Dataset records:
/---

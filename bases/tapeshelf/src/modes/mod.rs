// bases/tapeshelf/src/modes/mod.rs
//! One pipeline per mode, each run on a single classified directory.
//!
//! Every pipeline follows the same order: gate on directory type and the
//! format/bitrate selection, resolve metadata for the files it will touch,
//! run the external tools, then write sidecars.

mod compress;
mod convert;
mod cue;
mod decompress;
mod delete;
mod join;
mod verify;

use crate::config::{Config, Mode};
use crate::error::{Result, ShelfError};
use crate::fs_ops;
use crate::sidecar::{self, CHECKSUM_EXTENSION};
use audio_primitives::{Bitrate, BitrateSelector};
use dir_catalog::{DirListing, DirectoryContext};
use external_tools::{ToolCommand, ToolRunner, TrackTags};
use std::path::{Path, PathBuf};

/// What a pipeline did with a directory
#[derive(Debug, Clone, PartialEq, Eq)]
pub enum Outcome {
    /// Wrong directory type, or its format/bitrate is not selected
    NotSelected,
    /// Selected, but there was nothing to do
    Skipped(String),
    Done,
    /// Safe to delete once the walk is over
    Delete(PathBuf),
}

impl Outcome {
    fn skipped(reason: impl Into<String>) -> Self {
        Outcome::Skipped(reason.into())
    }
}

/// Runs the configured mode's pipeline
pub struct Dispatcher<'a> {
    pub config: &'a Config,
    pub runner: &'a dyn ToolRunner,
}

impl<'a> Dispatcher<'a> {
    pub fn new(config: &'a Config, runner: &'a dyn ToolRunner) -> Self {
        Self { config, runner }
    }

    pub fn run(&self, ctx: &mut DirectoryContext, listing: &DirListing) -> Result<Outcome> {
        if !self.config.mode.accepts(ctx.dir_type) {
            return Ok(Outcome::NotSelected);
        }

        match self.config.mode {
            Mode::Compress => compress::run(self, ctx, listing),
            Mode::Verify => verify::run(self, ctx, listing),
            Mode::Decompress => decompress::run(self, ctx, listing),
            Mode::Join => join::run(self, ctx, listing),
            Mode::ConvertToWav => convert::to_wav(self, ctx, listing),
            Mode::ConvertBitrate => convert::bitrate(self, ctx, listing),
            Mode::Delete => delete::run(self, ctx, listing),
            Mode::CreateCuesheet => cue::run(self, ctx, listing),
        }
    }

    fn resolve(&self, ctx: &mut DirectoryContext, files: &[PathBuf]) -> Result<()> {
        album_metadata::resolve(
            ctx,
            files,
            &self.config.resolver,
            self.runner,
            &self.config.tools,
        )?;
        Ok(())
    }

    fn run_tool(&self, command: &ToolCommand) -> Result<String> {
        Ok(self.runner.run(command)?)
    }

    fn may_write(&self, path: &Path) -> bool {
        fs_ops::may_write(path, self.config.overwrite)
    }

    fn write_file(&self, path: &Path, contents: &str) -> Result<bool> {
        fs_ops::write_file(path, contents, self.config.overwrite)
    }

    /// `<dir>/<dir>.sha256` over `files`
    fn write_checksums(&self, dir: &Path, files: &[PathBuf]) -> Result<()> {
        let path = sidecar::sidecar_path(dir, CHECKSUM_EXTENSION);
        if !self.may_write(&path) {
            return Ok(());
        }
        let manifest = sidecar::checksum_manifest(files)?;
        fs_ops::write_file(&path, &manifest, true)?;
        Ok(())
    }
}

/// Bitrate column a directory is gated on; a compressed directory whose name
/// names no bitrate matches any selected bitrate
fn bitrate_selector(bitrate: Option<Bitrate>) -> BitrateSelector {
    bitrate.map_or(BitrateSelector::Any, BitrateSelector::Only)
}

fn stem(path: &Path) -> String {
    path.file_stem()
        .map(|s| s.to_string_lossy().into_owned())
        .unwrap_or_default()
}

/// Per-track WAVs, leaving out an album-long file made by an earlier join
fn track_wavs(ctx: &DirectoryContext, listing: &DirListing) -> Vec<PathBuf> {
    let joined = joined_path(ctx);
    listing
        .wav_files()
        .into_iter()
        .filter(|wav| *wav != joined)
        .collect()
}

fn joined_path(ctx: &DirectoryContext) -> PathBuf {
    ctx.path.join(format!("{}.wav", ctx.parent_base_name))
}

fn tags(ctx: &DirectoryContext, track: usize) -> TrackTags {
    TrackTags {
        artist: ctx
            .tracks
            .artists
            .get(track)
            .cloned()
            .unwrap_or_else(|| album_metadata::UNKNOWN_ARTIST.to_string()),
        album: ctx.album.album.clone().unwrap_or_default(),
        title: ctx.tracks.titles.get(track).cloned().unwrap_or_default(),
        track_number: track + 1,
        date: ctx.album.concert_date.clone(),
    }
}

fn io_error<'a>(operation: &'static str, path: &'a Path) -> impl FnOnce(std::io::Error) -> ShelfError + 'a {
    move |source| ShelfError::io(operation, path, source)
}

\---

__About this exercise__:
Copy out the data exactly as it stands, leaving nothing out.

__Solution__:
filename bases/tapeshelf/src/modes/mod.rs
// bases/tapeshelf/src/modes/mod.rs
//! One pipeline per mode, each run on a single classified directory.
//!
//! Every pipeline follows the same order: gate on directory type and the
//! format/bitrate selection, resolve metadata for the files it will touch,
//! run the external tools, then write sidecars.

mod compress;
mod convert;
mod cue;
mod decompress;
mod delete;
mod join;
mod verify;

use crate::config::{Config, Mode};
use crate::error::{Result, ShelfError};
use crate::fs_ops;
use crate::sidecar::{self, CHECKSUM_EXTENSION};
use audio_primitives::{Bitrate, BitrateSelector};
use dir_catalog::{DirListing, DirectoryContext};
use external_tools::{ToolCommand, ToolRunner, TrackTags};
use std::path::{Path, PathBuf};

/// What a pipeline did with a directory
#[derive(Debug, Clone, PartialEq, Eq)]
pub enum Outcome {
    /// Wrong directory type, or its format/bitrate is not selected
    NotSelected,
    /// Selected, but there was nothing to do
    Skipped(String),
    Done,
    /// Safe to delete once the walk is over
    Delete(PathBuf),
}

impl Outcome {
    fn skipped(reason: impl Into<String>) -> Self {
        Outcome::Skipped(reason.into())
    }
}

/// Runs the configured mode's pipeline
pub struct Dispatcher<'a> {
    pub config: &'a Config,
    pub runner: &'a dyn ToolRunner,
}

impl<'a> Dispatcher<'a> {
    pub fn new(config: &'a Config, runner: &'a dyn ToolRunner) -> Self {
        Self { config, runner }
    }

    pub fn run(&self, ctx: &mut DirectoryContext, listing: &DirListing) -> Result<Outcome> {
        if !self.config.mode.accepts(ctx.dir_type) {
            return Ok(Outcome::NotSelected);
        }

        match self.config.mode {
            Mode::Compress => compress::run(self, ctx, listing),
            Mode::Verify => verify::run(self, ctx, listing),
            Mode::Decompress => decompress::run(self, ctx, listing),
            Mode::Join => join::run(self, ctx, listing),
            Mode::ConvertToWav => convert::to_wav(self, ctx, listing),
            Mode::ConvertBitrate => convert::bitrate(self, ctx, listing),
            Mode::Delete => delete::run(self, ctx, listing),
            Mode::CreateCuesheet => cue::run(self, ctx, listing),
        }
    }

    fn resolve(&self, ctx: &mut DirectoryContext, files: &[PathBuf]) -> Result<()> {
        album_metadata::resolve(
            ctx,
            files,
            &self.config.resolver,
            self.runner,
            &self.config.tools,
        )?;
        Ok(())
    }

    fn run_tool(&self, command: &ToolCommand) -> Result<String> {
        Ok(self.runner.run(command)?)
    }

    fn may_write(&self, path: &Path) -> bool {
        fs_ops::may_write(path, self.config.overwrite)
    }

    fn write_file(&self, path: &Path, contents: &str) -> Result<bool> {
        fs_ops::write_file(path, contents, self.config.overwrite)
    }

    /// `<dir>/<dir>.sha256` over `files`
    fn write_checksums(&self, dir: &Path, files: &[PathBuf]) -> Result<()> {
        let path = sidecar::sidecar_path(dir, CHECKSUM_EXTENSION);
        if !self.may_write(&path) {
            return Ok(());
        }
        let manifest = sidecar::checksum_manifest(files)?;
        fs_ops::write_file(&path, &manifest, true)?;
        Ok(())
    }
}

/// Bitrate column a directory is gated on; a compressed directory whose name
/// names no bitrate matches any selected bitrate
fn bitrate_selector(bitrate: Option<Bitrate>) -> BitrateSelector {
    bitrate.map_or(BitrateSelector::Any, BitrateSelector::Only)
}

fn stem(path: &Path) -> String {
    path.file_stem()
        .map(|s| s.to_string_lossy().into_owned())
        .unwrap_or_default()
}

/// Per-track WAVs, leaving out an album-long file made by an earlier join
fn track_wavs(ctx: &DirectoryContext, listing: &DirListing) -> Vec<PathBuf> {
    let joined = joined_path(ctx);
    listing
        .wav_files()
        .into_iter()
        .filter(|wav| *wav != joined)
        .collect()
}

fn joined_path(ctx: &DirectoryContext) -> PathBuf {
    ctx.path.join(format!("{}.wav", ctx.parent_base_name))
}

fn tags(ctx: &DirectoryContext, track: usize) -> TrackTags {
    TrackTags {
        artist: ctx
            .tracks
            .artists
            .get(track)
            .cloned()
            .unwrap_or_else(|| album_metadata::UNKNOWN_ARTIST.to_string()),
        album: ctx.album.album.clone().unwrap_or_default(),
        title: ctx.tracks.titles.get(track).cloned().unwrap_or_default(),
        track_number: track + 1,
        date: ctx.album.concert_date.clone(),
    }
}

fn io_error<'a>(operation: &'static str, path: &'a Path) -> impl FnOnce(std::io::Error) -> ShelfError + 'a {
    move |source| ShelfError::io(operation, path, source)
}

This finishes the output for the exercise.